The goal and direction is to optimise the processes within the specified framework, including their handling and operating. Concrete goals are set for this purpose. Processes, technology, ergonomics and the level of automation are important. Although a lot is also possible under the term “low cost automation”. For limited operations, it can be a good approach to drastically reduce the most important three types of losses for the time being. There are various methodological approaches to this. They range from simple “problem-solving stories” to more complex solution procedures to specific approaches to be able to generate a systematic solution for defined tasks. In addition to the analysis of losses, the identification of relevant causes is a mandatory step in the process. Only then can possible measures be identified, for example in a brainstorming session. The measures are then graphically entered into a matrix with the dimensions costs, realisation time and expected solution share. This helps to select specific measures. They should be implemented with a high priority. In the overall process, as indicated, certain sequences are covered with workshops. Ongoing monitoring of the progress made against the objectives is important.
The field of self-optimising processes lies largely fallow. Many processes could be significantly improved by appropriate controls. Examples: Start-up of production plants. Compensation of production or raw material fluctuations. Compensation of environmental influences such as temperature or humidity, etc. In order to design self-optimising processes, the criteria with which the finished product is assessed are crucial. And the question is how they can be recorded or measured as automatically as possible. However, solutions are also possible in which laboratory analyses or, for example, a tasting including evaluation are integrated. The time factor, however, is relevant. The actual control / regulation can either be defined with known relationships between the factors, or optimised with systematic parameter variations to such an extent that effective regulation is possible.
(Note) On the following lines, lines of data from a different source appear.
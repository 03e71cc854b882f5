//! A library for simplifying boolean formulas written in conjunctive normal form.
//!
//! stoat_prep reduces a formula before any search procedure runs, using three classical preprocessing techniques:
//! - Blocked clause elimination (Järvisalo, Biere, and Heule, "Blocked Clause Elimination", 2010).
//! - Bounded variable elimination (Eén and Biere, "Effective Preprocessing in SAT Through Variable and Clause Elimination", 2005).
//! - Forward subsumption and strengthening, via a one-watcher scheme with cardinality sorting.
//!
//! Each technique has a signature-accelerated variant: every stored clause carries a 64-bit structural signature (a bucket-per-atom hash together with collision bits) supporting sound, one-directional pre-checks which settle many verdicts without touching literals.
//!
//! The library only rewrites counts, not clauses: a pass reports how many clauses are blocked, how many atoms are eliminable, and how many clauses are subsumed or could be strengthened.
//! No decision-making, propagation under a partial assignment, conflict analysis, or clause learning takes place --- whether the formula is satisfiable is no concern of this crate.
//!
//! # Orientation
//!
//! The library is designed around the core structure of a [context].
//!
//! Contexts are built with a configuration.
//! Clauses may be added through the [DIMACS](crate::context::Context::read_dimacs) representation of a formula or [programmatically](crate::context::Context::add_clause), and a call to [simplify](crate::context::Context::simplify) applies the configured technique.
//!
//! Useful starting points:
//! - The [procedures] for the three techniques and the ways each uses the signature.
//! - The [database module](crate::db) for the clause arena, occurrence lists, and mark machinery the techniques share.
//! - The [configuration](crate::config) for the technique selection, the signature switch, and the size/occurrence caps.
//!
//! # Example
//!
//! ```rust
//! # use stoat_prep::config::{Config, Technique};
//! # use stoat_prep::context::Context;
//! # use std::io::Write;
//! let mut config = Config::default();
//! config.technique = Technique::Block;
//! config.signatures = true;
//!
//! let mut the_context = Context::from_config(config);
//!
//! let mut dimacs = vec![];
//! let _ = dimacs.write(b"
//! p cnf 2 2
//!  1  2 0
//! -1 -2 0
//! ");
//!
//! assert!(the_context.read_dimacs(dimacs.as_slice()).is_ok());
//! the_context.simplify();
//! assert_eq!(the_context.counters.blocked_clauses, 4);
//! ```
//!
//! If you're in search of cnf formulas consider:
//! - The SATLIB benchmark problems at [www.cs.ubc.ca/~hoos/SATLIB/benchm.html](https://www.cs.ubc.ca/~hoos/SATLIB/benchm.html)
//! - The Global Benchmark Database at [benchmark-database.de](https://benchmark-database.de)

pub mod builder;
pub mod config;
pub mod context;
pub mod db;
pub mod misc;
pub mod procedures;
pub mod structures;
pub mod types;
Without sound project management, process optimisation will not work either. Sensible planning, good communication, implementation, creation of measures and realisation, project control and ongoing monitoring of success are important components of a project. In addition, a high priority as well as a declared will to implement is crucial.
To what extent have losses been detected and eliminated in my value stream? An analysis with actionable findings creates clarity.